▶ **Requirement**
What lines in the data below mention the string "bool"? Copy them out.

▶ **Entries supplied**

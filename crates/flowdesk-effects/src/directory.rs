use std::collections::HashMap;
use std::path::Path;
use std::sync::Mutex;
use std::time::Duration;

use futures::future::BoxFuture;
use tokio::time::Instant;
use tracing::debug;

use flowdesk_core::config::{DirectoryConfig, PresenceConfig};
use flowdesk_core::error::Result;
use flowdesk_core::traits::QueueDirectory;
use flowdesk_core::types::{Operator, OperatorRole};

/// Operator presence from heartbeats.
///
/// Process-local: empty after a restart. An operator is online while their
/// last heartbeat is younger than the staleness window.
pub struct Presence {
    last_seen: Mutex<HashMap<String, Instant>>,
    staleness: Duration,
}

impl Presence {
    pub fn new(staleness: Duration) -> Self {
        Self {
            last_seen: Mutex::new(HashMap::new()),
            staleness,
        }
    }

    pub fn from_config(config: &PresenceConfig) -> Self {
        Self::new(Duration::from_secs(config.staleness_secs))
    }

    pub fn touch(&self, operator_id: &str) {
        let mut seen = self.last_seen.lock().unwrap_or_else(|e| e.into_inner());
        seen.insert(operator_id.to_string(), Instant::now());
    }

    pub fn is_online(&self, operator_id: &str) -> bool {
        let seen = self.last_seen.lock().unwrap_or_else(|e| e.into_inner());
        seen.get(operator_id)
            .is_some_and(|at| at.elapsed() < self.staleness)
    }

    /// Forget expired entries. Returns how many were dropped.
    pub fn sweep(&self) -> usize {
        let mut seen = self.last_seen.lock().unwrap_or_else(|e| e.into_inner());
        let before = seen.len();
        seen.retain(|_, at| at.elapsed() < self.staleness);
        before - seen.len()
    }
}

/// Fixed operator roster with presence tracking.
///
/// Only operators with the agent role serve queues; queue names match
/// case-insensitively. With `require_online`, a queue is available only
/// while one of its agents is online.
pub struct OperatorDirectory {
    operators: Vec<Operator>,
    presence: Presence,
    require_online: bool,
}

impl OperatorDirectory {
    pub fn new(operators: Vec<Operator>, presence: Presence, config: &DirectoryConfig) -> Self {
        Self {
            operators,
            presence,
            require_online: config.require_online,
        }
    }

    /// Load a JSON array of operators. Unknown fields (credentials and the
    /// like) are ignored.
    pub fn load(path: &Path, presence: Presence, config: &DirectoryConfig) -> Result<Self> {
        let content = std::fs::read_to_string(path)?;
        let operators: Vec<Operator> = serde_json::from_str(&content)?;
        debug!(path = %path.display(), count = operators.len(), "Operators loaded");
        Ok(Self::new(operators, presence, config))
    }

    pub fn presence(&self) -> &Presence {
        &self.presence
    }

    fn eligible(&self, queue: &str) -> bool {
        self.operators.iter().any(|op| {
            op.role == OperatorRole::Agent
                && op.serves(queue)
                && (!self.require_online || self.presence.is_online(&op.id))
        })
    }
}

impl QueueDirectory for OperatorDirectory {
    fn has_eligible_operator(&self, queue: &str) -> BoxFuture<'_, Result<bool>> {
        let found = self.eligible(queue);
        Box::pin(async move { Ok(found) })
    }

    fn operators(&self) -> Vec<Operator> {
        self.operators.clone()
    }

    fn heartbeat(&self, operator_id: &str) {
        self.presence.touch(operator_id);
        let expired = self.presence.sweep();
        if expired > 0 {
            debug!(expired, "Stale operators dropped from presence");
        }
    }

    fn is_online(&self, operator_id: &str) -> bool {
        self.presence.is_online(operator_id)
    }
}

▶ **Answer box**
    pub fn is_online(&self, operator_id: &str) -> bool {
    require_online: bool,
    fn eligible(&self, queue: &str) -> bool {
    fn has_eligible_operator(&self, queue: &str) -> BoxFuture<'_, Result<bool>> {
    fn is_online(&self, operator_id: &str) -> bool {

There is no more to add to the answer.